1. Garden Plants of Japan


Garden Flora

The Natural and Cultural History of the Plants in Your Garden
by Timber Press
November 23, 2016

“Knowledge is power” said Sir Francis Bacon in his delightful 1597 classic, Meditationes Sacrae. (I’m sure you, like I, keep a copy on your nightstand.) And he’s right, to a certain extent. We gardeners are always checking references of all sorts in order to acquire the knowledge that will enable us to grow our plants successfully, or arrange them in a pleasing way, or make more of them. Without doubt, that knowledge is good and useful.

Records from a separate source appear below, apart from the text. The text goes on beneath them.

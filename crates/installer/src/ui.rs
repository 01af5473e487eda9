//! UI helpers for the kubefirst CLI.
//!
//! Provides consistent formatting for console output during install and destroy.

use std::time::Duration;

use colored::Colorize;
use indicatif::{ProgressBar, ProgressStyle};

/// Print the kubefirst banner.
pub fn print_banner() {
    println!();
    println!(
        "{}",
        r"
  _          _            __ _          _
 | | ___   _| |__   ___  / _(_)_ __ ___| |_
 | |/ / | | | '_ \ / _ \| |_| | '__/ __| __|
 |   <| |_| | |_) |  __/|  _| | |  \__ \ |_
 |_|\_\\__,_|_.__/ \___||_| |_|_|  |___/\__|
"
        .cyan()
    );
    println!("  {}", "GitOps platform installer".bright_black());
    println!();
}

/// Print a section header.
pub fn print_section(title: &str) {
    println!();
    println!("{}", "═".repeat(70).bright_black());
    println!("{}", title.cyan().bold());
    println!("{}", "═".repeat(70).bright_black());
    println!();
}

/// Print a progress step with step number.
pub fn print_progress_step(current: usize, total: usize, message: &str) {
    println!(
        "{} {} {}",
        format!("[{current}/{total}]").bright_black(),
        "▶".cyan(),
        message.bold()
    );
}

/// Print a skipped (already completed) step.
pub fn print_skipped_step(current: usize, total: usize, message: &str) {
    println!(
        "{} {} {}",
        format!("[{current}/{total}]").bright_black(),
        "↷".bright_black(),
        format!("{message} (cached)").bright_black()
    );
}

/// Print a success message.
pub fn print_success(message: &str) {
    println!("{} {}", "✓".green().bold(), message.green());
}

/// Print a warning message.
pub fn print_warning(message: &str) {
    println!("{} {}", "⚠".yellow().bold(), message.yellow());
}

/// Print an error message.
pub fn print_error(message: &str) {
    eprintln!("{} {}", "✗".red().bold(), message.red());
}

/// Print an info message.
pub fn print_info(message: &str) {
    println!("{} {}", "ℹ".blue().bold(), message);
}

/// Print a key-value pair.
pub fn print_kv(key: &str, value: &str) {
    println!("  {} {}", format!("{key}:").bright_black(), value.green());
}

/// Spinner for a long wait; call `finish_and_clear` when done.
#[must_use]
pub fn spinner(message: &str) -> ProgressBar {
    let bar = ProgressBar::new_spinner();
    bar.set_style(
        ProgressStyle::with_template("  {spinner:.cyan} {msg} {elapsed:.dim}")
            .unwrap_or_else(|_| ProgressStyle::default_spinner()),
    );
    bar.set_message(message.to_string());
    bar.enable_steady_tick(Duration::from_millis(120));
    bar
}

But there’s another kind of knowledge—the kind whose origin isn’t the desire to wield power or acquire a practical skill. It’s the kind that stems from curiosity, from wanting to connect with the world more closely, from the love of something (or someone) that we find beautiful.

That’s the kind of knowledge that’s at the heart of Noel Kingsbury’s new book, Garden Flora: The Natural and Cultural History of the Plants in Your Garden. With a formidable erudition leavened with wit, Noel tells the stories of 133 plant groups—from popular standbys such as roses and rhododendrons to connoisseur’s plants such as orchids and meconopsis. In each entry, he identifies the geographic origins and ecological habitats of the most popular species, discusses how they were altered through selection or hybridization, and traces the ups and downs of their popularity in cultivation. Throughout, sumptuous contemporary photos and period illustrations help bring the stories to life.

In short, the knowledge you gain from Garden Flora is that most precious kind—the kind that brings you closer to, and increases your understanding of, the plants you love. As the holiday season approaches, I can think of no better gift for the gardeners in your life—or for yourself.